In a different way, but with the same logic, the unionist community knows the only way of having a lasting peace is to have a just one.
I have watched it change over these years. But in truth they are reconciled to the change, however painful, if they really believe that peace means peace. People say unionists now reject the agreement. I don't think that's true. It's not that they don't support the concept of it. They don't believe it is being implemented properly whilst paramilitary activity remains. And there's another change in unionism. They have been as unsettled as any by loyalist violence over the summer months.
There has been a thought amongst some in the nationalist community that somehow unionists disregard, even secretly tolerate, loyalist paramilitaries. I know this not to be so.
So: what do we have? We have a situation where, in truth, the overwhelming majority of people in Northern Ireland and their political leaders want to see the agreement implemented; want the institutions up and running again; accept the basic deal of justice for peace; but don't have the requisite trust to continue unless all the remaining bits of the puzzle are clear and fittedtogether.
Another inch by inch negotiation won't work. Symbolic gestures, important in their time, no longer build trust.

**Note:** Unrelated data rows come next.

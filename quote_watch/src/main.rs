//! Quote Watch — a terminal client that tracks the live price of one ticker.
//!
//! Typing a symbol issues one REST quote request and opens one streaming
//! subscription; trades on the stream keep the displayed price fresh until the
//! symbol changes again.
//!
//! Usage example (CLI):
//! ```bash
//! QUOTE_API_KEY=... quote_watch --symbol AAPL
//! ```
//!
//! Input lines: a symbol to track, an empty line to re-subscribe, `:clear` to
//! stop tracking, `:quit` to exit.
use std::io;
use std::sync::Arc;
use std::thread;

use clap::Parser;
use crossbeam_channel::unbounded;
use log::{debug, error, info};
use quote_watch::args::Args;
use quote_watch::event::AppEvent;
use quote_watch::shell::{self, Screen, UserInput};
use quote_watch::snapshot::RestSnapshotSource;
use quote_watch::stream::WsConnector;
use quote_watch::{ClientError, Flow, QuoteSessionManager, Result};

fn main() -> Result<(), ClientError> {
    let dotenv = dotenvy::dotenv();
    init_logger();
    if let Err(e) = dotenv {
        debug!("No .env loaded: {}", e);
    }
    let args = Args::parse().normalized();
    info!("Quotes from {}, trades from {}", args.quote_url, args.stream_url);

    let (events_tx, events_rx) = unbounded::<AppEvent>();
    {
        let events_tx = events_tx.clone();
        ctrlc::set_handler(move || {
            info!("Ctrl+C received. Shutting down...");
            let _ = events_tx.send(AppEvent::Shutdown);
        })?;
    }

    let source = Arc::new(RestSnapshotSource::new(&args.quote_url, &args.api_key, args.http_timeout())?);
    let connector = WsConnector::new(&args.stream_url, &args.api_key);
    let mut manager = QuoteSessionManager::new(source, connector, events_tx.clone());

    if let Some(symbol) = &args.symbol {
        events_tx
            .send(AppEvent::Input(UserInput::SetSymbol(symbol.clone())))
            .map_err(|e| ClientError::ChannelSend(e.to_string()))?;
    }

    {
        let events_tx = events_tx.clone();
        thread::Builder::new().name("input".into()).spawn(move || {
            if let Err(e) = shell::read_stdin(events_tx) {
                error!("Input loop failed: {}", e);
            }
        })?;
    }
    drop(events_tx);

    let mut screen = Screen::new(io::stdout());
    screen.refresh(manager.form(), manager.view())?;
    info!("Enter a symbol. Empty line re-subscribes, :clear stops, :quit exits.");

    let result = run(&mut manager, &mut screen, &events_rx);
    manager.shutdown();
    info!("Stopped.");
    result
}

/// Drain events one at a time until the manager asks to exit.
fn run<W: io::Write>(
    manager: &mut QuoteSessionManager<WsConnector>,
    screen: &mut Screen<W>,
    events: &crossbeam_channel::Receiver<AppEvent>,
) -> Result<()> {
    loop {
        let event = events
            .recv()
            .map_err(|e| ClientError::ChannelRecv(e.to_string()))?;
        if manager.handle(event) == Flow::Exit {
            return Ok(());
        }
        screen.refresh(manager.form(), manager.view())?;
    }
}

fn init_logger() {
    env_logger::Builder::new()
        .filter_level(log::LevelFilter::Info)
        .parse_default_env()
        .init();
}
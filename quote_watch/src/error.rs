//! Error types used across the quote watcher.
//!
//! The `ClientError` enum adds the transport failures (HTTP and WebSocket) on
//! top of the shared `QuoteError`, so that everything in this crate can be
//! propagated with `Result<T, ClientError>`.
use std::io;

use quote_common::QuoteError;
use thiserror::Error;

/// Unified error type for the watcher.
#[derive(Error, Debug)]
pub enum ClientError {
    /// Error from the shared crate (symbol parsing, JSON).
    #[error(transparent)]
    Quote(#[from] QuoteError),

    /// I/O error from sockets, including connect and handshake timeouts.
    #[error("I/O error: {0}")]
    Io(#[from] io::Error),

    /// REST request failed: connection, non-success status or undecodable body.
    #[error("HTTP error: {0}")]
    Http(#[from] reqwest::Error),

    /// Streaming connection failed.
    #[error("WebSocket error: {0}")]
    WebSocket(#[from] tungstenite::Error),

    /// TLS setup or handshake for a `wss://` stream failed.
    #[error("TLS error: {0}")]
    Tls(#[from] native_tls::Error),

    /// The Ctrl+C handler could not be installed.
    #[error("Signal handler error: {0}")]
    Signal(#[from] ctrlc::Error),

    /// Crossbeam/channel send failed; contains a short context string.
    #[error("Channel send failed: {0}")]
    ChannelSend(String),

    /// Crossbeam/channel receive failed; contains a short context string.
    #[error("Channel receive failed: {0}")]
    ChannelRecv(String),
}

/// Crate-wide `Result` alias with `ClientError` as the default error.
pub type Result<T, E = ClientError> = std::result::Result<T, E>;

It's time for acts of completion. We will do our best to carry on implementing the agreement in any event. But, should real change occur, we can implement the rest of the agreement, including on normalisation, in its entirety and not in stages but together. And we are prepared to do what is necessary to protect the institutions against arbitrary interruption and interference. But that means also commitment from others. Unionism to make the institutions secure and stable. Nationalists to act if violence returns. Republicans to make the commitment to exclusively peaceful means, real, total and permanent. For all of us: an end to tolerance of paramilitary activity in any form.
A decision that from here on in, a criminal act is a criminal act. One law for all, applied equally to all.
In the end, justice for peace is in tune with our age. That's why this process in Northern Ireland despite it all, can still work.
Now is the moment of choice. I honestly believe that there is no other way."